Even Time Says It's Worse Than You Think; Another Obituary For America

Time seems to think we need another FDR, or maybe even Ronnie Raygun (not so much, and with another Paul Volker)... well, we're getting neither this cycle....
In the waning minutes of his only TV debate with Democratic incumbent Jimmy Carter in 1980, Ronald Reagan looked straight into the camera and asked, "Are you better off than you were four years ago?"

It was a defining question of the campaign — and of late 20th century American politics. It was also pretty easy to answer. The "misery index," a then popular measure that added the unemployment rate to the inflation rate, had skyrocketed during Carter's tenure. Taxes had risen sharply. There were other issues on voters' minds, like the Iranian hostage crisis and those dang cardigans Carter used to wear. But the economy was crucial to Reagan's victory. After taking office, he responded by ushering in a new era in economic policy — cutting tax rates, slashing regulation and tirelessly preaching the gospel that individual Americans were better suited to make economic decisions than bureaucrats in Washington were.

This election year, the economy is again at the forefront of voters' minds. The misery index is no longer the problem; at 9% and change, it's miles below the 20% of late 1980. But Americans have a new menu of economic woes — among them a real estate crash, a credit crisis, a broken health-care system and nagging job insecurity. Poll after poll shows a vast majority convinced that the economy and the country are headed in the wrong direction.

The first and most obvious thing to be said is that this represents a big stumbling block for Republican John McCain. He's not the incumbent, so the "four years ago" line doesn't apply directly to him. But history shows that slow economic growth is among the best predictors of a change in party control of the White House — and right now the economy is barely growing at all.

The bigger issue for voters to wrestle with, though, is not what the economy can do to the presidential race but what the next President can do to the economy. Usually it's not so much. But every once in a while, like when Franklin Delano Roosevelt was elected in 1932 and Reagan in 1980, the effect can be dramatic. Reagan's policies, together with some luck and the inflation-killing zeal of Federal Reserve Chairman Paul Volcker, helped the U.S. economy break out of its 1970s malaise into a new era of flexibility, innovation and growth. And this era didn't end when Reagan left office in 1989. Subsequent Presidents, even Democrat Bill Clinton, followed more or less in Reagan's footsteps.

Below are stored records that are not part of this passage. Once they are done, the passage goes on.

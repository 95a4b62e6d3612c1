//! Periodic exit sweep
//!
//! Each tick refreshes every position's on-chain balance and SOL value, then
//! evaluates exits in priority order: requested teardown, profit target, stop
//! loss, max hold time. A failure on one position never stops the sweep.

use chrono::{DateTime, Utc};
use serde::Serialize;
use serde_json::json;
use std::sync::Arc;
use std::time::Duration;
use tokio::task::JoinHandle;
use tokio_util::sync::CancellationToken;
use tracing::{debug, error, info, warn};

use super::store::{Position, PositionState, PositionStore};
use crate::config::Config;
use crate::error::{Error, Result};
use crate::notify::Notifier;
use crate::risk::{RiskAccountant, RiskGate};
use crate::trading::{
    lamports_to_sol, ExecutionEngine, ExecutionOutcome, QuoteRequest, TradeIntent, TradeSide,
};

/// Reason recorded on teardown at shutdown
pub const SHUTDOWN_REASON: &str = "shutdown";

#[derive(Debug, Clone, PartialEq, Eq, Serialize)]
#[serde(rename_all = "snake_case")]
pub enum ExitReason {
    ProfitTarget,
    StopLoss,
    MaxHoldTime,
    Emergency(String),
    Shutdown,
}

impl ExitReason {
    pub fn as_str(&self) -> &str {
        match self {
            ExitReason::ProfitTarget => "profit_target",
            ExitReason::StopLoss => "stop_loss",
            ExitReason::MaxHoldTime => "max_hold_time",
            ExitReason::Emergency(_) => "emergency",
            ExitReason::Shutdown => SHUTDOWN_REASON,
        }
    }

    fn from_request(reason: &str) -> Self {
        if reason == SHUTDOWN_REASON {
            ExitReason::Shutdown
        } else {
            ExitReason::Emergency(reason.to_string())
        }
    }

    fn is_requested(&self) -> bool {
        matches!(self, ExitReason::Emergency(_) | ExitReason::Shutdown)
    }
}

impl std::fmt::Display for ExitReason {
    fn fmt(&self, f: &mut std::fmt::Formatter<'_>) -> std::fmt::Result {
        match self {
            ExitReason::Emergency(detail) => write!(f, "emergency ({})", detail),
            other => f.write_str(other.as_str()),
        }
    }
}

#[derive(Debug, Clone, PartialEq)]
pub struct ExitLimits {
    /// pnl ratio at or above which to take profit
    pub profit_target: f64,
    /// pnl ratio at or below which to cut
    pub stop_loss: f64,
    pub max_hold_time_ms: u64,
}

impl ExitLimits {
    pub fn from_config(config: &Config) -> Self {
        Self {
            profit_target: config.trading.profit_target,
            stop_loss: config.trading.stop_loss,
            max_hold_time_ms: config.trading.max_hold_time_ms,
        }
    }
}

/// First matching exit condition, if any
pub fn evaluate_exit(
    position: &Position,
    limits: &ExitLimits,
    now: DateTime<Utc>,
) -> Option<ExitReason> {
    match &position.state {
        PositionState::ClosingRequested { reason } => Some(ExitReason::from_request(reason)),
        PositionState::Closed => None,
        PositionState::Open | PositionState::Failed { .. } => {
            if position.pnl_ratio >= limits.profit_target {
                Some(ExitReason::ProfitTarget)
            } else if position.pnl_ratio <= limits.stop_loss {
                Some(ExitReason::StopLoss)
            } else if position.hold_time_ms(now) >= limits.max_hold_time_ms {
                Some(ExitReason::MaxHoldTime)
            } else {
                None
            }
        }
    }
}

/// Result of closing one position
#[derive(Debug, Clone, PartialEq)]
pub enum CloseOutcome {
    Sold {
        signature: String,
        exit_value: f64,
        pnl: f64,
        pnl_ratio: f64,
    },
    /// No tokens were left; entry dropped without a trade
    NothingToSell,
    /// Another task already removed it
    NotOpen,
}

#[derive(Debug, Clone, Copy, Default, PartialEq, Eq, Serialize)]
pub struct SweepReport {
    pub checked: usize,
    pub closed: usize,
    pub reconciled: usize,
    pub failed: usize,
}

pub struct PositionMonitor {
    store: Arc<PositionStore>,
    engine: Arc<ExecutionEngine>,
    gate: Arc<RiskGate>,
    accountant: Arc<RiskAccountant>,
    notifier: Arc<dyn Notifier>,
    limits: ExitLimits,
    interval: Duration,
}

impl PositionMonitor {
    pub fn new(
        store: Arc<PositionStore>,
        engine: Arc<ExecutionEngine>,
        gate: Arc<RiskGate>,
        accountant: Arc<RiskAccountant>,
        notifier: Arc<dyn Notifier>,
        limits: ExitLimits,
        interval: Duration,
    ) -> Self {
        Self {
            store,
            engine,
            gate,
            accountant,
            notifier,
            limits,
            interval,
        }
    }

    pub fn limits(&self) -> &ExitLimits {
        &self.limits
    }

    /// Run sweeps until `cancel` fires
    pub fn start(self: Arc<Self>, cancel: CancellationToken) -> JoinHandle<()> {
        tokio::spawn(async move {
            let mut ticker = tokio::time::interval(self.interval);
            ticker.set_missed_tick_behavior(tokio::time::MissedTickBehavior::Delay);
            info!(interval_ms = self.interval.as_millis() as u64, "Position monitor started");

            loop {
                tokio::select! {
                    _ = cancel.cancelled() => break,
                    _ = ticker.tick() => {
                        let report = self.sweep().await;
                        if report.checked > 0 {
                            debug!(?report, "Sweep finished");
                        }
                    }
                }
            }

            info!("Position monitor stopped");
        })
    }

    pub async fn sweep(&self) -> SweepReport {
        let mut report = SweepReport::default();
        let now = Utc::now();

        for mint in self.store.mints() {
            report.checked += 1;

            let position = match self.refresh(&mint, now).await {
                Ok(Some(p)) => p,
                Ok(None) => {
                    report.reconciled += 1;
                    continue;
                }
                Err(e) => {
                    warn!(mint = %mint, error = %e, "Position refresh failed");
                    self.notifier
                        .notify_error(&e.to_string(), &format!("Position Refresh - {}", mint))
                        .await;
                    report.failed += 1;
                    continue;
                }
            };

            let Some(reason) = evaluate_exit(&position, &self.limits, now) else {
                continue;
            };

            info!(
                mint = %mint,
                reason = %reason,
                pnl_ratio = position.pnl_ratio,
                "Position closure triggered"
            );
            match self.close_position(&mint, reason).await {
                Ok(CloseOutcome::Sold { .. }) => report.closed += 1,
                Ok(CloseOutcome::NothingToSell) => report.reconciled += 1,
                Ok(CloseOutcome::NotOpen) => {}
                Err(e) => {
                    error!(mint = %mint, error = %e, "Error closing position");
                    report.failed += 1;
                }
            }
        }

        self.store.prune_locks();
        report
    }

    /// Update balance and value; `None` when the position vanished on-chain and was dropped
    async fn refresh(&self, mint: &str, now: DateTime<Utc>) -> Result<Option<Position>> {
        let balance = self
            .engine
            .chain()
            .token_balance(&self.engine.wallet(), mint)
            .await?;

        let amount = match balance {
            Some(b) if b.amount > 0 => b.amount,
            _ => {
                self.reconcile(mint).await;
                return Ok(None);
            }
        };

        let quote = self
            .engine
            .router()
            .quote(&QuoteRequest {
                input_mint: mint.to_string(),
                output_mint: self.engine.settings().native_mint.clone(),
                amount,
                slippage_bps: self.engine.settings().slippage_bps,
            })
            .await;

        let updated = match quote {
            Ok(q) => self.store.update(mint, |p| {
                p.revalue(amount, lamports_to_sol(q.out_amount), now);
            }),
            Err(e) => {
                debug!(mint, error = %e, "Valuation quote failed, keeping last value");
                self.store.update(mint, |p| p.token_amount = amount)
            }
        };

        Ok(updated)
    }

    /// Drop a position whose tokens left the wallet without our sell
    async fn reconcile(&self, mint: &str) {
        let _guard = self.store.lock(mint).await;
        if let Some(position) = self.store.remove(mint) {
            warn!(mint, "No balance, removing from active positions");
            self.notifier
                .notify_position_update(
                    "closed_externally",
                    mint,
                    json!({ "entryValue": position.entry_value }),
                )
                .await;
        }
    }

    /// Sell the full balance of one position and settle it
    pub async fn close_position(&self, mint: &str, reason: ExitReason) -> Result<CloseOutcome> {
        let _guard = self.store.lock(mint).await;

        let Some(position) = self.store.get(mint) else {
            return Ok(CloseOutcome::NotOpen);
        };

        let snapshot = self.store.risk_snapshot(
            self.accountant.net_pnl().await,
            self.accountant.last_trade_time().await,
        );
        let decision = self.gate.check_exit(&snapshot, mint);
        if !decision.allowed {
            return Err(Error::RiskBlocked {
                reasons: decision.reasons,
            });
        }

        let balance = self
            .engine
            .chain()
            .token_balance(&self.engine.wallet(), mint)
            .await?;
        let amount = match balance {
            Some(b) if b.amount > 0 => b.amount,
            _ => return Ok(self.settle_empty(mint).await),
        };

        info!(mint, reason = %reason, amount, "Closing position");
        let intent = TradeIntent::sell(mint, amount, Some(position.pool_status));

        let report = match self.engine.execute(&intent).await {
            Ok(report) => report,
            Err(e) => {
                let message = e.to_string();
                if !reason.is_requested() {
                    self.store.update(mint, |p| {
                        p.state = PositionState::Failed {
                            error: message.clone(),
                        }
                    });
                }
                self.notifier
                    .notify_error(&message, &format!("Position Closure - {}", mint))
                    .await;
                return Err(e);
            }
        };

        let (signature, quoted_out) = match report.outcome {
            ExecutionOutcome::Confirmed {
                signature,
                quoted_out,
                ..
            } => (signature, quoted_out),
            ExecutionOutcome::NothingToSell => return Ok(self.settle_empty(mint).await),
        };

        let exit_value = lamports_to_sol(quoted_out);
        let ui_sold = amount as f64 / 10f64.powi(position.token_decimals as i32);
        let price = if ui_sold > 0.0 { exit_value / ui_sold } else { 0.0 };

        let trade = self
            .accountant
            .record_sell(
                mint,
                position.entry_value,
                exit_value,
                price,
                &signature,
                Utc::now(),
            )
            .await;
        self.store.remove(mint);

        let pnl = trade.pnl.unwrap_or_default();
        let pnl_ratio = trade.pnl_ratio.unwrap_or_default();
        info!(
            mint,
            reason = %reason,
            signature = %signature,
            pnl,
            pnl_ratio,
            "Position closed successfully"
        );

        self.notifier
            .notify_trade_execution(TradeSide::Sell, mint, exit_value, price, &signature)
            .await;
        match reason {
            ExitReason::ProfitTarget => {
                self.notifier
                    .notify_profit_target(mint, pnl_ratio, exit_value)
                    .await
            }
            ExitReason::StopLoss => self.notifier.notify_stop_loss(mint, pnl_ratio, exit_value).await,
            _ => {}
        }
        self.notifier
            .notify_position_update(
                "closed",
                mint,
                json!({
                    "reason": reason.to_string(),
                    "txHash": signature,
                    "balance": amount,
                    "pnl": pnl,
                    "pnlRatio": pnl_ratio,
                }),
            )
            .await;

        Ok(CloseOutcome::Sold {
            signature,
            exit_value,
            pnl,
            pnl_ratio,
        })
    }

    async fn settle_empty(&self, mint: &str) -> CloseOutcome {
        warn!(mint, "No balance to sell");
        if self.store.remove(mint).is_some() {
            self.notifier
                .notify_position_update("closed_externally", mint, json!({}))
                .await;
        }
        CloseOutcome::NothingToSell
    }

    /// Close every position now, one after another
    pub async fn close_all(&self, reason: ExitReason) -> Vec<(String, Result<CloseOutcome>)> {
        let mut results = Vec::new();
        for mint in self.store.mints() {
            let outcome = self.close_position(&mint, reason.clone()).await;
            if let Err(e) = &outcome {
                error!(mint = %mint, error = %e, "Failed to close position");
            }
            results.push((mint, outcome));
        }
        results
    }
}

Economic eras don't last forever, though, and there are signs that the current slowdown is a harbinger of something bigger: an end to America's 25-year love affair with tax cuts and deregulation. A lot of the cracks that have emerged during that time, because of global economic shifts or our own neglect, have become impossible to ignore — stagnant incomes, a federal budget gone way out of balance, soaring energy prices, a once-in-a-lifetime housing crash and growing financial risks in retirement and from health care.

What it adds up to is a generalized sense of economic insecurity that has dimmed many Americans' optimism about their future. So there's a chance that this election could turn out to be a major economic turning point, just like 1980's was. A significantly new direction in economic policy seems much more likely if Barack Obama (or Hillary Clinton, on the off chance that she returns from the political dead yet again) prevails in November. But throw John McCain together with a Democratic Congress, and who knows what might pop out? Economic trouble begets economic change. Here's what may be in the offing.

INCOME
-$991
THE OTHER 99% OF AMERICA COULD REALLY USE A RAISE

If you feel as if you've been going backward, you haven't been imagining it. According to the U.S. Census Bureau, the median American family made $58,407 in 2006. That's $991 less, when you adjust for inflation, than the median in 2000, and indications are that things haven't gotten any better in 2007 or this year.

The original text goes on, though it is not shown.